Prohibition-related violence in Mexico took no break for the Easter holiday, with 59 people killed in the three-day period between Holy Thursday and Easter Sunday, according to Mexican press reports compiled by New Mexico State University's Frontera NorteSur (FNS) news service. The victims included former and current policemen, four soldiers, street-level drug dealers, used car salesmen, and an American citizen, Cuban-born Humberto Flores, who was gunned down in Cancun.

The violence ran the length and breadth of the country, with killings occurring in the northern border states (Baja California, Sonora, Chihuahua, Coahuila, Nuevo León, Tamaulipas), the center (Guanajuato, Mexico state), the Yucatan peninsula (Quintana Roo), the east coast (Veracruz), and the Pacific Coast (Oaxaca, Guerrero, Sinaloa). As FNS noted: "Once again, the geographical pattern of killings demonstrates how organized crime has extended its violent reach to virtually every nook and cranny of the country."

But there are hotspots, and one of them is Ciudad Juárez, across the Rio Grande River from El Paso. Nearly two dozen killings took place there over Easter weekend, including four people found burned to death at Los Lamentos ("The Regrets"), Chihuahua, on the New Mexico border. The police chief there crossed the US border into New Mexico seeking asylum after his deputies quit, saying he feared drug traffickers.

Further down the river in Reynosa, Tamaulipas, the body of Araceli de la Cruz, a 47-year-old woman kidnapped March 13, was dumped in front of an army post blindfolded and with a mutilated hand stuffed in her mouth. Accompanying the body was a note addressed to a Mexican army general warning of the fate that befalls informers.

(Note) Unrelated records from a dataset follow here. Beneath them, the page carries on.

//! DI: Device Initialization (messages 10-13), manufacturing role.
//!
//! `AppStart -> SetCredentials` issues the device certificate chain and
//! the voucher header; `SetHMAC -> Done` persists the voucher. An
//! optional pre-persist extension hands the voucher straight to a first
//! owner key.

use std::sync::Arc;

use parking_lot::RwLock;
use serde_bytes::ByteBuf;
use tracing::{debug, info};

use fdo_crypto::{DeviceCertAuthority, Hash, HashAlg, PublicKey, SigningKey};
use fdo_protocol::messages::{
    AppStart, DiDone, MSG_DI_APP_START, MSG_DI_DONE, MSG_DI_SET_CREDENTIALS, MSG_DI_SET_HMAC,
    SetCredentials, SetHmac,
};
use fdo_protocol::rendezvous::RvInfo;
use fdo_protocol::voucher::{OwnershipVoucher, PROTOCOL_VERSION, VoucherHeader};
use fdo_protocol::Guid;
use fdo_store::{DiSession, SessionState, SessionStore, SessionToken, VoucherStore};

use crate::error::ServerError;

/// The manufacturing responder.
pub struct DiResponder {
    mfg_key: Arc<SigningKey>,
    device_ca: Arc<DeviceCertAuthority>,
    rv_info: Arc<RwLock<RvInfo>>,
    sessions: Arc<dyn SessionStore>,
    vouchers: Arc<dyn VoucherStore>,
    /// When set, every voucher is extended to this owner before persist.
    auto_extend_to: Option<PublicKey>,
}

impl DiResponder {
    /// Build the responder.
    #[must_use]
    pub fn new(
        mfg_key: Arc<SigningKey>,
        device_ca: Arc<DeviceCertAuthority>,
        rv_info: Arc<RwLock<RvInfo>>,
        sessions: Arc<dyn SessionStore>,
        vouchers: Arc<dyn VoucherStore>,
        auto_extend_to: Option<PublicKey>,
    ) -> Self {
        Self {
            mfg_key,
            device_ca,
            rv_info,
            sessions,
            vouchers,
            auto_extend_to,
        }
    }

    /// Handle one DI request.
    ///
    /// # Errors
    /// Returns a [`ServerError`] that the dispatcher converts into an
    /// error message (type 255) and a session teardown.
    pub async fn handle(
        &self,
        token: Option<SessionToken>,
        msg_type: u8,
        body: &[u8],
    ) -> Result<(SessionToken, u8, Vec<u8>), ServerError> {
        match msg_type {
            MSG_DI_APP_START => self.app_start(body).await,
            MSG_DI_SET_HMAC => self.set_hmac(token, body).await,
            other => Err(ServerError::InvalidMessage(format!(
                "unexpected DI message {other}"
            ))),
        }
    }

    async fn app_start(&self, body: &[u8]) -> Result<(SessionToken, u8, Vec<u8>), ServerError> {
        let msg: AppStart = fdo_cbor::from_cbor(body)?;
        let info = msg.mfg_info()?;

        let cert_chain = self.device_ca.sign_device_certificate(&info.csr)?;
        let concatenated: Vec<u8> = cert_chain.iter().flatten().copied().collect();
        let cert_chain_hash = Hash::digest(HashAlg::Sha256, &concatenated)?;

        let guid = Guid::random();
        let header = VoucherHeader {
            prot_ver: PROTOCOL_VERSION,
            guid,
            rv_info: self.rv_info.read().clone(),
            device_info: info.device_info.clone(),
            mfg_pubkey: self.mfg_key.public_key()?,
            cert_chain_hash: Some(cert_chain_hash),
        };
        let raw_header = header.to_raw()?;

        let token = self.sessions.new_token().await?;
        self.sessions
            .put(
                &token,
                SessionState::Di(DiSession {
                    raw_header: raw_header.as_bytes().to_vec(),
                    cert_chain: cert_chain.iter().map(|c| ByteBuf::from(c.clone())).collect(),
                }),
            )
            .await?;

        debug!(%guid, serial = %info.serial, "DI: issued credentials");
        let reply = SetCredentials {
            ov_header: ByteBuf::from(raw_header.into_bytes()),
        };
        Ok((
            token,
            MSG_DI_SET_CREDENTIALS,
            fdo_cbor::to_canonical_cbor(&reply)?,
        ))
    }

    async fn set_hmac(
        &self,
        token: Option<SessionToken>,
        body: &[u8],
    ) -> Result<(SessionToken, u8, Vec<u8>), ServerError> {
        let token = token.ok_or(ServerError::InvalidToken)?;
        let state = self
            .sessions
            .get(&token)
            .await
            .map_err(|_| ServerError::InvalidToken)?;
        let SessionState::Di(session) = state else {
            return Err(ServerError::InvalidMessage(
                "token is not a DI session".into(),
            ));
        };

        let msg: SetHmac = fdo_cbor::from_cbor(body)?;
        let raw_header = fdo_cbor::RawCbor::from_slice(&session.raw_header)
            .map_err(|e| ServerError::Internal(format!("stored header: {e}")))?;
        let cert_chain: Vec<Vec<u8>> = session
            .cert_chain
            .into_iter()
            .map(ByteBuf::into_vec)
            .collect();

        let mut voucher = OwnershipVoucher::new(raw_header, msg.hmac, Some(cert_chain))?;
        if let Some(first_owner) = &self.auto_extend_to {
            voucher = voucher.extend(&self.mfg_key, first_owner)?;
        }

        let guid = voucher.guid();
        self.vouchers.insert(guid, voucher.to_bytes()?).await?;
        self.sessions.delete(&token).await?;

        info!(%guid, entries = voucher.num_entries(), "DI: voucher persisted");
        Ok((token, MSG_DI_DONE, fdo_cbor::to_canonical_cbor(&DiDone)?))
    }
}

impl std::fmt::Debug for DiResponder {
    fn fmt(&self, f: &mut std::fmt::Formatter<'_>) -> std::fmt::Result {
        f.debug_struct("DiResponder").finish_non_exhaustive()
    }
}
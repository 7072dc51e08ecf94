//! CLI argument definitions.
//!
//! This module defines all CLI arguments using clap's derive macros.
//! The main entry point is the [`Cli`] struct.

use clap::{Parser, Subcommand};
use clap_complete::Shell;

/// Verge - Minimum-version gate for dependency-management tools.
#[derive(Debug, Parser)]
#[command(name = "verge")]
#[command(author, version, about, long_about = None)]
#[command(propagate_version = true)]
pub struct Cli {
    /// Minimal output
    #[arg(short, long, global = true)]
    pub quiet: bool,

    /// Disable colored output
    #[arg(long, global = true)]
    pub no_color: bool,

    /// Enable debug logging
    #[arg(long, global = true)]
    pub debug: bool,

    #[command(subcommand)]
    pub command: Option<Commands>,
}

/// Available subcommands.
#[derive(Debug, Subcommand)]
pub enum Commands {
    /// Check installed tools against their minimum versions (default)
    Check(CheckArgs),

    /// List known tools and the minimums they must meet
    List(ListArgs),

    /// Generate shell completions
    Completions(CompletionsArgs),
}

/// Arguments for the `check` command.
#[derive(Debug, Clone, Default, clap::Args)]
pub struct CheckArgs {
    /// Tool to check (defaults to every known tool)
    pub tool: Option<String>,

    /// Minimum version to enforce (overrides the builtin minimum)
    #[arg(long, env = "VERGE_MIN", value_name = "VERSION")]
    pub min: Option<String>,

    /// Use this version string instead of probing the installed tool
    #[arg(long, value_name = "VERSION")]
    pub installed: Option<String>,

    /// Output as JSON
    #[arg(long)]
    pub json: bool,
}

/// Arguments for the `list` command.
#[derive(Debug, Clone, Default, clap::Args)]
pub struct ListArgs {
    /// Output as JSON
    #[arg(long)]
    pub json: bool,
}

/// Arguments for the `completions` command.
#[derive(Debug, Clone, clap::Args)]
pub struct CompletionsArgs {
    /// Shell to generate completions for
    #[arg(value_enum)]
    pub shell: Shell,
}
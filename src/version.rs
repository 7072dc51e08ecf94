//! Version parsing and ordering.
//!
//! A [`Version`] is an ordered sequence of non-negative integers obtained by
//! splitting a dot-delimited string. Comparison is lexicographic, component
//! by component from the left, which matches ordinary major.minor.patch
//! ordering: `1.9.0 < 1.16.5 < 2.0.0`.
//!
//! Versions with a different number of components are compared as if the
//! shorter one were padded with zeros, so `1.16 == 1.16.0` and
//! `1.16 < 1.16.5`. Equality and hashing follow the same rule.

use std::cmp::Ordering;
use std::fmt;
use std::hash::{Hash, Hasher};
use std::str::FromStr;

use crate::error::VergeError;

/// An ordered sequence of numeric version components.
#[derive(Debug, Clone)]
pub struct Version(Vec<u64>);

impl Version {
    /// Create a version from raw components.
    pub fn new(components: Vec<u64>) -> Self {
        Self(components)
    }

    /// The numeric components, in order.
    pub fn components(&self) -> &[u64] {
        &self.0
    }

    /// Components with trailing zeros removed.
    ///
    /// This is the canonical form used for equality and hashing, so that
    /// `1.16.0` and `1.16` behave as the same version.
    fn significant(&self) -> &[u64] {
        let end = self
            .0
            .iter()
            .rposition(|&c| c != 0)
            .map(|i| i + 1)
            .unwrap_or(0);
        &self.0[..end]
    }
}

impl FromStr for Version {
    type Err = VergeError;

    fn from_str(s: &str) -> Result<Self, Self::Err> {
        let invalid = |message: &str| VergeError::InvalidVersion {
            input: s.to_string(),
            message: message.to_string(),
        };

        if s.is_empty() {
            return Err(invalid("empty version string"));
        }

        let mut components = Vec::new();
        for segment in s.split('.') {
            if segment.is_empty() {
                return Err(invalid("empty component"));
            }
            if !segment.bytes().all(|b| b.is_ascii_digit()) {
                return Err(VergeError::InvalidVersion {
                    input: s.to_string(),
                    message: format!("component '{}' is not a number", segment),
                });
            }
            let value = segment.parse::<u64>().map_err(|_| {
                VergeError::InvalidVersion {
                    input: s.to_string(),
                    message: format!("component '{}' is out of range", segment),
                }
            })?;
            components.push(value);
        }

        Ok(Self(components))
    }
}

impl fmt::Display for Version {
    fn fmt(&self, f: &mut fmt::Formatter<'_>) -> fmt::Result {
        let mut first = true;
        for component in &self.0 {
            if !first {
                write!(f, ".")?;
            }
            write!(f, "{}", component)?;
            first = false;
        }
        Ok(())
    }
}

impl Ord for Version {
    fn cmp(&self, other: &Self) -> Ordering {
        let len = self.0.len().max(other.0.len());
        for i in 0..len {
            let a = self.0.get(i).copied().unwrap_or(0);
            let b = other.0.get(i).copied().unwrap_or(0);
            match a.cmp(&b) {
                Ordering::Equal => continue,
                unequal => return unequal,
            }
        }
        Ordering::Equal
    }
}

impl PartialOrd for Version {
    fn partial_cmp(&self, other: &Self) -> Option<Ordering> {
        Some(self.cmp(other))
    }
}

impl PartialEq for Version {
    fn eq(&self, other: &Self) -> bool {
        self.cmp(other) == Ordering::Equal
    }
}

impl Eq for Version {}

impl Hash for Version {
    fn hash<H: Hasher>(&self, state: &mut H) {
        self.significant().hash(state);
    }
}
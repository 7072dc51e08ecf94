//! The minimum-version gate.
//!
//! A [`Gate`] pairs a tool name with the minimum version it must meet.
//! Checking is a pure comparison: the installed version is passed in
//! explicitly, and the outcome is a `Result` rather than an abort, so
//! callers decide what a failed precondition means for them.

use crate::error::{Result, VergeError};
use crate::version::Version;

/// A minimum-version precondition for a named tool.
#[derive(Debug, Clone)]
pub struct Gate {
    tool: String,
    minimum: Version,
}

impl Gate {
    /// Create a gate enforcing `minimum` for `tool`.
    pub fn new(tool: impl Into<String>, minimum: Version) -> Self {
        Self {
            tool: tool.into(),
            minimum,
        }
    }

    /// The tool this gate applies to.
    pub fn tool(&self) -> &str {
        &self.tool
    }

    /// The minimum version this gate enforces.
    pub fn minimum(&self) -> &Version {
        &self.minimum
    }

    /// Check an already-parsed version against the minimum.
    ///
    /// Equal versions pass. There are no side effects beyond the returned
    /// error.
    pub fn check(&self, actual: &Version) -> Result<()> {
        self.verdict(actual, &actual.to_string())
    }

    /// Parse `installed` and check it against the minimum.
    ///
    /// Malformed version strings are an error, never a silent pass. On
    /// failure the error message carries `installed` verbatim.
    pub fn check_str(&self, installed: &str) -> Result<()> {
        let actual: Version = installed.parse()?;
        self.verdict(&actual, installed)
    }

    fn verdict(&self, actual: &Version, shown: &str) -> Result<()> {
        tracing::debug!(
            "checking {}: installed {}, minimum {}",
            self.tool,
            actual,
            self.minimum
        );

        if *actual >= self.minimum {
            Ok(())
        } else {
            Err(VergeError::UnsupportedVersion {
                tool: self.tool.clone(),
                actual: shown.to_string(),
                minimum: self.minimum.to_string(),
            })
        }
    }
}

#[cfg(test)]
mod tests {
    use super::*;

    fn bundler_gate() -> Gate {
        Gate::new("bundler", Version::new(vec![1, 16, 5]))
    }

    #[test]
    fn equal_version_passes() {
        assert!(bundler_gate().check_str("1.16.5").is_ok());
    }

    #[test]
    fn newer_version_passes() {
        assert!(bundler_gate().check_str("2.0.0").is_ok());
        assert!(bundler_gate().check_str("1.16.6").is_ok());
        assert!(bundler_gate().check_str("1.17.0").is_ok());
    }

    #[test]
    fn older_version_fails() {
        assert!(bundler_gate().check_str("1.16.4").is_err());
        assert!(bundler_gate().check_str("0.9.9").is_err());
    }

    #[test]
    fn numeric_comparison_beats_string_comparison() {
        // "1.9.0" sorts after "1.16.5" as a string but is older as a version
        assert!(bundler_gate().check_str("1.9.0").is_err());
    }

    #[test]
    fn failure_message_names_installed_and_minimum() {
        let err = bundler_gate().check_str("1.16.4").unwrap_err();
        assert_eq!(
            err.to_string(),
            "unsupported bundler version 1.16.4, please use 1.16.5 or more recent"
        );
    }

    #[test]
    fn failure_message_carries_input_verbatim() {
        let err = bundler_gate().check_str("1.16.04").unwrap_err();
        assert!(err.to_string().contains("1.16.04"));
    }

    #[test]
    fn short_version_is_padded_and_fails() {
        let err = bundler_gate().check_str("1.16").unwrap_err();
        assert!(matches!(err, VergeError::UnsupportedVersion { .. }));
    }

    #[test]
    fn padded_equal_version_passes() {
        assert!(bundler_gate().check_str("1.16.5.0").is_ok());
    }

    #[test]
    fn malformed_version_is_a_parse_error() {
        let err = bundler_gate().check_str("1.x.5").unwrap_err();
        assert!(matches!(err, VergeError::InvalidVersion { .. }));
    }

    #[test]
    fn check_accepts_parsed_versions() {
        let gate = bundler_gate();
        let ok: Version = "2.4.10".parse().unwrap();
        let old: Version = "1.0.0".parse().unwrap();
        assert!(gate.check(&ok).is_ok());
        assert!(gate.check(&old).is_err());
    }

    #[test]
    fn gate_exposes_tool_and_minimum() {
        let gate = bundler_gate();
        assert_eq!(gate.tool(), "bundler");
        assert_eq!(gate.minimum().to_string(), "1.16.5");
    }
}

In the past two years, as the Mexican government has undertaken massive offensives against the drug trafficking organizations, and the cartels have fought among themselves for control of lucrative franchises, the death toll has been around 2,000 a year. It looks as if 2008 is on, if not ahead of, the pace. And the killing continues: Nine more murders were reported in Ciudad Juárez by mid-week this week.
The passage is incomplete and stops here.